Malpractice: LeRoy v. Allen Yurasek & Merklin, 162 Ohio App.3d 155, 2005 Ohio 4452, 832 N.E.2d 1246 (Union) (reversal of grant of motion to dismiss in favor of defendant lawyers; allegation of collusion sufficient under malice exception permitting suits against nonclients). In affirming on this point, 114 Ohio St.3d 323, 2007 Ohio 3608, 872 N.E.2d 254, the Supreme Court expressly approved the appellate court’s application of the rule of Simon v. Zipperstein, 32 Ohio St.3d 74, 76-77, 512 N.E.2d 636, 638 (1987), given the presence in the LeRoy complaint of the “‘special circumstances such as fraud, bad faith, collusion, or other malicious conduct which would justify departure from the general rule.’” 114 Ohio St.3d 323, at paras. 32-33 (quoting Simon).

Various state-law tort claims: In Vector Research, Inc. v.
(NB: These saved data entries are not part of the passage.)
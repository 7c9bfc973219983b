//! Timer handles and their shared scheduling state.

use crate::error::{Error, Result};
use crate::timer::alloc::RELEASED;

use std::fmt;
use std::sync::Arc;
use std::sync::atomic::{AtomicBool, AtomicU8, AtomicU64, AtomicUsize, Ordering};

/// Numeric identity of a live timer. Reused after its handle is released.
#[derive(Debug, Clone, Copy, PartialEq, Eq, PartialOrd, Ord, Hash)]
pub struct TimerId(pub(crate) u64);

impl TimerId {
    pub fn get(self) -> u64 {
        self.0
    }
}

impl fmt::Display for TimerId {
    fn fmt(&self, f: &mut fmt::Formatter<'_>) -> fmt::Result {
        write!(f, "timer#{}", self.0)
    }
}

/// Where a timer is in its lifecycle.
#[derive(Debug, Clone, Copy, PartialEq, Eq)]
#[repr(u8)]
pub enum TimerState {
    /// Never started, stopped, or fired (one-shot).
    Idle = 0,
    /// Start requested; waiting to be inserted on the coordinating thread.
    Starting = 1,
    /// Queued with a deadline.
    Armed = 2,
    /// Released. Terminal.
    Released = 3,
}

impl TimerState {
    fn from_u8(raw: u8) -> Self {
        match raw {
            0 => TimerState::Idle,
            1 => TimerState::Starting,
            2 => TimerState::Armed,
            _ => TimerState::Released,
        }
    }
}

/// Scheduling state shared between a handle and the deadline queue.
pub(crate) struct TimerCell {
    // Never reused, unlike `id`; keys the cell inside the queue index.
    ticket: u64,
    id: AtomicU64,
    state: AtomicU8,
    repeating: AtomicBool,
    period: AtomicU64,
    deadline: AtomicU64,
    // Bumped on stop and release so firings recorded earlier go stale.
    generation: AtomicU64,
}

impl TimerCell {
    pub(crate) fn new(ticket: u64, id: u64) -> Self {
        Self {
            ticket,
            id: AtomicU64::new(id),
            state: AtomicU8::new(TimerState::Idle as u8),
            repeating: AtomicBool::new(false),
            period: AtomicU64::new(0),
            deadline: AtomicU64::new(0),
            generation: AtomicU64::new(0),
        }
    }

    pub(crate) fn ticket(&self) -> u64 {
        self.ticket
    }

    pub(crate) fn id(&self) -> Option<TimerId> {
        match self.id.load(Ordering::Acquire) {
            RELEASED => None,
            id => Some(TimerId(id)),
        }
    }

    pub(crate) fn state(&self) -> TimerState {
        TimerState::from_u8(self.state.load(Ordering::Acquire))
    }

    /// Atomically moves `from` -> `to`. Returns whether it happened.
    pub(crate) fn transition(&self, from: TimerState, to: TimerState) -> bool {
        self.state
            .compare_exchange(from as u8, to as u8, Ordering::AcqRel, Ordering::Acquire)
            .is_ok()
    }

    /// Records what the next arm should use.
    pub(crate) fn configure(&self, deadline: u64, period: u64, repeating: bool) {
        self.deadline.store(deadline, Ordering::Release);
        self.period.store(period, Ordering::Release);
        self.repeating.store(repeating, Ordering::Release);
    }

    pub(crate) fn deadline(&self) -> u64 {
        self.deadline.load(Ordering::Acquire)
    }

    pub(crate) fn set_deadline(&self, deadline: u64) {
        self.deadline.store(deadline, Ordering::Release);
    }

    pub(crate) fn period(&self) -> u64 {
        self.period.load(Ordering::Acquire)
    }

    pub(crate) fn is_repeating(&self) -> bool {
        self.repeating.load(Ordering::Acquire)
    }

    pub(crate) fn generation(&self) -> u64 {
        self.generation.load(Ordering::Acquire)
    }

    pub(crate) fn cancel_pending_fire(&self) {
        self.generation.fetch_add(1, Ordering::AcqRel);
    }

    /// Clears the identity and marks the cell released.
    ///
    /// Returns the identity and the state the cell was in.
    pub(crate) fn retire(&self) -> Result<(u64, TimerState)> {
        let id = self.id.swap(RELEASED, Ordering::AcqRel);
        if id == RELEASED {
            return Err(Error::Disposed);
        }

        let previous = self.state.swap(TimerState::Released as u8, Ordering::AcqRel);
        self.cancel_pending_fire();
        Ok((id, TimerState::from_u8(previous)))
    }
}

/// Caller-owned handle naming one timer.
///
/// Release it with [`TimerScheduler::release`](crate::timer::TimerScheduler::release)
/// (or hold it inside a [`Timer`](crate::Timer) guard). A handle dropped
/// without release keeps its identity forever and is counted as a leak.
pub struct TimerHandle {
    pub(crate) cell: Arc<TimerCell>,
    leaks: Arc<AtomicUsize>,
}

impl TimerHandle {
    pub(crate) fn new(cell: Arc<TimerCell>, leaks: Arc<AtomicUsize>) -> Self {
        Self { cell, leaks }
    }

    /// The handle's identity.
    ///
    /// # Errors
    /// [`Error::Disposed`] once released.
    pub fn id(&self) -> Result<TimerId> {
        self.cell.id().ok_or(Error::Disposed)
    }

    pub fn state(&self) -> TimerState {
        self.cell.state()
    }

    pub fn is_released(&self) -> bool {
        self.state() == TimerState::Released
    }
}

impl fmt::Debug for TimerHandle {
    fn fmt(&self, f: &mut fmt::Formatter<'_>) -> fmt::Result {
        f.debug_struct("TimerHandle")
            .field("id", &self.cell.id())
            .field("state", &self.state())
            .finish()
    }
}

impl Drop for TimerHandle {
    fn drop(&mut self) {
        if self.is_released() {
            return;
        }

        self.leaks.fetch_add(1, Ordering::AcqRel);
        tracing::warn!(id = ?self.cell.id(), "timer handle dropped without release");
    }
}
Howard & Howard Attorneys, P.C., 76 F.3d 692 (6th Cir. 1996), plaintiffs sued a competitor and the competitor’s attorneys for actions taken in connection with a search and seizure issued in the competitor’s copyright action against plaintiffs in the case at bar. The corporate plaintiff sued for trespass, conversion, abuse of process, and malicious use of civil process. The individual plaintiffs, employees of Vector, sued for invasion of privacy, abuse of process, and malicious use of civil process. The trial court granted the attorneys’

motion to dismiss for failure to state a claim on which relief could be granted. Reversing, the Sixth Circuit held that while under Ohio law attorneys generally enjoy immunity from liability to third persons for acts performed in good faith and with the knowledge of their clients, there is no immunity

where the attorneys acted maliciously (citing Scholler). The court found that malice had been sufficiently alleged to survive a motion to dismiss.